When even the Los Angeles Times is chastising the Democratic Party, it is apparent that Harry Reid's minions are on shaky ground. The Times has an editorial today which essentially tells the Dems to back down and let the entire senate vote for confirmation of Bush's circuit court judicial nominees, ten of whom were filibustered in the last congress. Three of his nominees withdrew their names from consideration, but Bush has renominated the other seven, and two have gone through the judiciary committee. Reid and Bill Frist, the Republican leader, have been trading threats, with Frist threatening to eliminate the filibuster maneuver forever on judicial nominees (the "nuclear option"), and Reid threatening to shut down the government if that happens. (Reid might need to be reminded of the 1996 elections, in which the Republicans suffered after they tried the same thing.) I support ending the filibuster. I also support a number of other changes to filibusters, ones that will weaken it, and also return it to the unpleasant and rarely executed maneuver it was in the past.
Firstly, Make the filibustering senator actually speak. The current policy is far too nice.

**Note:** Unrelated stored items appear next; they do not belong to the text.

use bevy::input::mouse::{MouseMotion, MouseScrollUnit, MouseWheel};
use bevy::prelude::*;

use crate::engine::xr::session::SessionManager;

/// Orbit state around the model.
///
/// Left drag orbits, right drag pans, the wheel zooms.
#[derive(Component, Debug, Clone)]
pub struct OrbitCamera {
    pub target: Vec3,
    pub distance: f32,
    /// Horizontal angle in radians.
    pub yaw: f32,
    /// Vertical angle in radians, clamped short of the poles.
    pub pitch: f32,
    pub orbit_speed: f32,
    pub pan_speed: f32,
    pub zoom_speed: f32,
    pub min_distance: f32,
    pub max_distance: f32,
}

impl Default for OrbitCamera {
    fn default() -> Self {
        Self {
            target: Vec3::ZERO,
            distance: 5.0,
            yaw: 0.0,
            pitch: 0.35,
            orbit_speed: 0.005,
            pan_speed: 0.0015,
            zoom_speed: 0.1,
            min_distance: 0.5,
            max_distance: 50.0,
        }
    }
}

const PITCH_LIMIT: f32 = 1.55;

impl OrbitCamera {
    pub fn position(&self) -> Vec3 {
        let horizontal = self.distance * self.pitch.cos();
        self.target
            + Vec3::new(
                horizontal * self.yaw.sin(),
                self.distance * self.pitch.sin(),
                horizontal * self.yaw.cos(),
            )
    }

    pub fn orbit(&mut self, delta: Vec2) {
        self.yaw -= delta.x * self.orbit_speed;
        self.pitch = (self.pitch + delta.y * self.orbit_speed).clamp(-PITCH_LIMIT, PITCH_LIMIT);
    }

    pub fn pan(&mut self, delta: Vec2) {
        let forward = (self.target - self.position()).normalize();
        let right = forward.cross(Vec3::Y).normalize();
        let up = right.cross(forward);
        let scale = self.pan_speed * self.distance;
        self.target += right * (-delta.x * scale) + up * (delta.y * scale);
    }

    pub fn zoom(&mut self, scroll: f32) {
        self.distance =
            (self.distance * (1.0 - scroll * self.zoom_speed)).clamp(self.min_distance, self.max_distance);
    }

    pub fn transform(&self) -> Transform {
        Transform::from_translation(self.position()).looking_at(self.target, Vec3::Y)
    }
}

/// Mouse input for orbit cameras. Suspended while an AR session drives the view.
pub fn orbit_camera_input(
    mut cameras: Query<&mut OrbitCamera>,
    mouse_button: Res<ButtonInput<MouseButton>>,
    mut mouse_motion: EventReader<MouseMotion>,
    mut scroll_events: EventReader<MouseWheel>,
    session: Res<SessionManager>,
) {
    let delta: Vec2 = mouse_motion.read().map(|motion| motion.delta).sum();
    let scroll: f32 = scroll_events
        .read()
        .map(|event| match event.unit {
            MouseScrollUnit::Line => event.y,
            MouseScrollUnit::Pixel => event.y * 0.05,
        })
        .sum();

    if !session.is_idle() {
        return;
    }

    for mut camera in &mut cameras {
        if mouse_button.pressed(MouseButton::Left) && delta != Vec2::ZERO {
            camera.orbit(delta);
        }
        if mouse_button.pressed(MouseButton::Right) && delta != Vec2::ZERO {
            camera.pan(delta);
        }
        if scroll.abs() > f32::EPSILON {
            camera.zoom(scroll);
        }
    }
}

pub fn update_orbit_cameras(
    mut cameras: Query<(&OrbitCamera, &mut Transform), Changed<OrbitCamera>>,
) {
    for (camera, mut transform) in &mut cameras {
        *transform = camera.transform();
    }
}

Since CSPAN always has a camera running, let the public see how incoherent some of their senators really are when they are deprived of a teleprompter and notes.
Next, I support sequentially reducing the number of votes required to end debate on a topic. This has been proposed several times, including a 1993 proposal by Tom Harkin of Iowa (in response to a Republican filibuster of one of Clinton's budgets).

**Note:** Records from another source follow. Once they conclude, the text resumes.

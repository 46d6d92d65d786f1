use bevy::ecs::system::EntityCommands;
use bevy::prelude::*;
use constants::overlay::{
    EXIT_BUTTON_COLOR, EXIT_BUTTON_MARGIN_PX, MESSAGE_COLOR, MESSAGE_FONT_SIZE,
};

use crate::engine::scene::composer::{SessionOverlay, ViewportContent};
use crate::engine::selection::RetryModelRequest;
use crate::engine::xr::session::{ArSessionRequest, RequestSource, SessionAction};

#[derive(Component)]
pub struct ExitArButton;

#[derive(Component)]
pub struct RetryModelButton;

/// Full-viewport AR overlay: status hint plus the exit control.
pub fn spawn_session_overlay(commands: &mut EntityCommands, overlay: &SessionOverlay) {
    commands
        .insert(Node {
            position_type: PositionType::Absolute,
            left: Val::Px(0.0),
            right: Val::Px(0.0),
            top: Val::Px(0.0),
            bottom: Val::Px(0.0),
            ..default()
        })
        .with_children(|parent| {
            parent.spawn((
                Text::new(overlay.hint.clone()),
                TextFont {
                    font_size: MESSAGE_FONT_SIZE,
                    ..default()
                },
                TextColor(Color::WHITE),
                Node {
                    position_type: PositionType::Absolute,
                    top: Val::Px(EXIT_BUTTON_MARGIN_PX),
                    left: Val::Px(EXIT_BUTTON_MARGIN_PX),
                    ..default()
                },
            ));
            parent
                .spawn((
                    Button,
                    ExitArButton,
                    Node {
                        position_type: PositionType::Absolute,
                        bottom: Val::Px(EXIT_BUTTON_MARGIN_PX),
                        right: Val::Px(EXIT_BUTTON_MARGIN_PX),
                        padding: UiRect::axes(Val::Px(16.0), Val::Px(8.0)),
                        ..default()
                    },
                    BackgroundColor(EXIT_BUTTON_COLOR),
                    BorderRadius::all(Val::Px(6.0)),
                ))
                .with_children(|button| {
                    button.spawn((Text::new(overlay.exit_label.clone()), TextColor(Color::WHITE)));
                });
        });
}

/// Centered status text for every content variant that has one.
pub fn spawn_viewport_message(commands: &mut EntityCommands, content: &ViewportContent) {
    let Some(message) = content.message() else {
        return;
    };
    let retry = matches!(content, ViewportContent::LoadFailed { .. });

    commands
        .insert(Node {
            position_type: PositionType::Absolute,
            width: Val::Percent(100.0),
            height: Val::Percent(100.0),
            flex_direction: FlexDirection::Column,
            justify_content: JustifyContent::Center,
            align_items: AlignItems::Center,
            row_gap: Val::Px(12.0),
            ..default()
        })
        .with_children(|parent| {
            parent.spawn((
                Text::new(message),
                TextFont {
                    font_size: MESSAGE_FONT_SIZE,
                    ..default()
                },
                TextColor(MESSAGE_COLOR),
            ));
            if retry {
                parent
                    .spawn((
                        Button,
                        RetryModelButton,
                        Node {
                            padding: UiRect::axes(Val::Px(12.0), Val::Px(6.0)),
                            border: UiRect::all(Val::Px(1.0)),
                            ..default()
                        },
                        BorderColor(MESSAGE_COLOR),
                    ))
                    .with_children(|button| {
                        button.spawn((Text::new("Retry"), TextColor(MESSAGE_COLOR)));
                    });
            }
        });
}

pub fn exit_button_system(
    interactions: Query<&Interaction, (Changed<Interaction>, With<ExitArButton>)>,
    mut requests: EventWriter<ArSessionRequest>,
) {
    for interaction in &interactions {
        if *interaction == Interaction::Pressed {
            requests.write(ArSessionRequest {
                action: SessionAction::Exit,
                source: RequestSource::Overlay,
            });
        }
    }
}

pub fn retry_button_system(
    interactions: Query<&Interaction, (Changed<Interaction>, With<RetryModelButton>)>,
    mut requests: EventWriter<RetryModelRequest>,
) {
    for interaction in &interactions {
        if *interaction == Interaction::Pressed {
            requests.write(RetryModelRequest);
        }
    }
}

Last, I propose that a vote to end the debate change to a majority of senators present, (rather than the full senate) which will ensure that the filibustering party keeps butts in seats, lest the other party outlast them and end the debate.
This last option is fairly radical; I don't recall seeing it suggested elsewhere. I've seen the other two proposed in several places. It's extremely unlikely that my "filibuster reform package" would ever be seriously considered by the Senate, but somebody has to make the proposal.